Collected data entries
........
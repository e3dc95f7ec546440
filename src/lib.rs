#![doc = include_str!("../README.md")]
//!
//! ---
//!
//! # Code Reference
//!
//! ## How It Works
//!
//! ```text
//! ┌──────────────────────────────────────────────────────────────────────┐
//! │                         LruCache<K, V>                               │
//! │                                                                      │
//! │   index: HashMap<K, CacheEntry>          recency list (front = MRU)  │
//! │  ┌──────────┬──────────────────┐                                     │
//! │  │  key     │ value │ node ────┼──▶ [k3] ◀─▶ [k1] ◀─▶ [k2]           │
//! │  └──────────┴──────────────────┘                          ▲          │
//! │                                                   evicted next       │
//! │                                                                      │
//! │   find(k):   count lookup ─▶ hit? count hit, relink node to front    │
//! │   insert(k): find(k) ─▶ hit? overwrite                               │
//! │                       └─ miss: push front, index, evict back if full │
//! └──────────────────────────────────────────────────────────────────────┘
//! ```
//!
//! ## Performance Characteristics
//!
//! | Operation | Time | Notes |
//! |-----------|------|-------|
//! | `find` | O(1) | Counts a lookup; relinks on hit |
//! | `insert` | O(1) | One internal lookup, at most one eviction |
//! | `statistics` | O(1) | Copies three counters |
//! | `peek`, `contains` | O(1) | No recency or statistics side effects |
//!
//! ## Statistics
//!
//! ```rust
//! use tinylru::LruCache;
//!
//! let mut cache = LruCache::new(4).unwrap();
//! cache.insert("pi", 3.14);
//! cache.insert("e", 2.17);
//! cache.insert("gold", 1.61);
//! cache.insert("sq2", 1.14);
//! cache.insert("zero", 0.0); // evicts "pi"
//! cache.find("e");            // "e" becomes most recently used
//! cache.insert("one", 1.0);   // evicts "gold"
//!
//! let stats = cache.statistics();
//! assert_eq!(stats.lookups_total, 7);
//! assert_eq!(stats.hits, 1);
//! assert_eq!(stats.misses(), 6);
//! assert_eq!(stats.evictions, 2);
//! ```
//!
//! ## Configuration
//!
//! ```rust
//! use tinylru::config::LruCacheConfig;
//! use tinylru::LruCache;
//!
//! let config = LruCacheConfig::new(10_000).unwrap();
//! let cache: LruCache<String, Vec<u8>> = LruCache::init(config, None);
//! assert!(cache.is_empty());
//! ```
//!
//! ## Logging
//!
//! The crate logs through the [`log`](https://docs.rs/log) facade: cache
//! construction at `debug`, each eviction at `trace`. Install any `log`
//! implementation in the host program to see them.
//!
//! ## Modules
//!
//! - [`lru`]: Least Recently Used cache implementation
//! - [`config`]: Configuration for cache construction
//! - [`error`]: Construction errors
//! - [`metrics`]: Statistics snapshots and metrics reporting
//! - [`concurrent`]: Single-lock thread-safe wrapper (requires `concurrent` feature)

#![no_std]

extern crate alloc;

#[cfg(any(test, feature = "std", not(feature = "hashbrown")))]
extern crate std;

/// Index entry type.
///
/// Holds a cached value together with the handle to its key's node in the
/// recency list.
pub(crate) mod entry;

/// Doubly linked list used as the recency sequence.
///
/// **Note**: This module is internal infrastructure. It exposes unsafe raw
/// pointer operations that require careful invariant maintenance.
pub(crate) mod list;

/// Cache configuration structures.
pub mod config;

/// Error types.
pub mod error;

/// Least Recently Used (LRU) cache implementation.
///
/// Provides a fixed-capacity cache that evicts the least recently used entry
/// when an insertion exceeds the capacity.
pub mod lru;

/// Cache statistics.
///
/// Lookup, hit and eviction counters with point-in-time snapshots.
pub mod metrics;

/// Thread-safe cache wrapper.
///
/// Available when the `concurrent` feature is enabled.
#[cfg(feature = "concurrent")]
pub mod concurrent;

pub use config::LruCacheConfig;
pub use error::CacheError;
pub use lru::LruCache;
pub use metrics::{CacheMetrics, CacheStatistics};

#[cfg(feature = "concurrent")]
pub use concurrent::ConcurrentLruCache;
........
| WORK TASK |
Reproduce exactly, please, only the lines from the start of the data above to the line that contains "three counters |", with both ends kept.

| SOLUTION FOR THIS EXERCISE |
repository e3dc95f7ec546440
filename src/lib.rs
#![doc = include_str!("../README.md")]
//!
//! ---
//!
//! # Code Reference
//!
//! ## How It Works
//!
//! ```text
//! ┌──────────────────────────────────────────────────────────────────────┐
//! │                         LruCache<K, V>                               │
//! │                                                                      │
//! │   index: HashMap<K, CacheEntry>          recency list (front = MRU)  │
//! │  ┌──────────┬──────────────────┐                                     │
//! │  │  key     │ value │ node ────┼──▶ [k3] ◀─▶ [k1] ◀─▶ [k2]           │
//! │  └──────────┴──────────────────┘                          ▲          │
//! │                                                   evicted next       │
//! │                                                                      │
//! │   find(k):   count lookup ─▶ hit? count hit, relink node to front    │
//! │   insert(k): find(k) ─▶ hit? overwrite                               │
//! │                       └─ miss: push front, index, evict back if full │
//! └──────────────────────────────────────────────────────────────────────┘
//! ```
//!
//! ## Performance Characteristics
//!
//! | Operation | Time | Notes |
//! |-----------|------|-------|
//! | `find` | O(1) | Counts a lookup; relinks on hit |
//! | `insert` | O(1) | One internal lookup, at most one eviction |
//! | `statistics` | O(1) | Copies three counters |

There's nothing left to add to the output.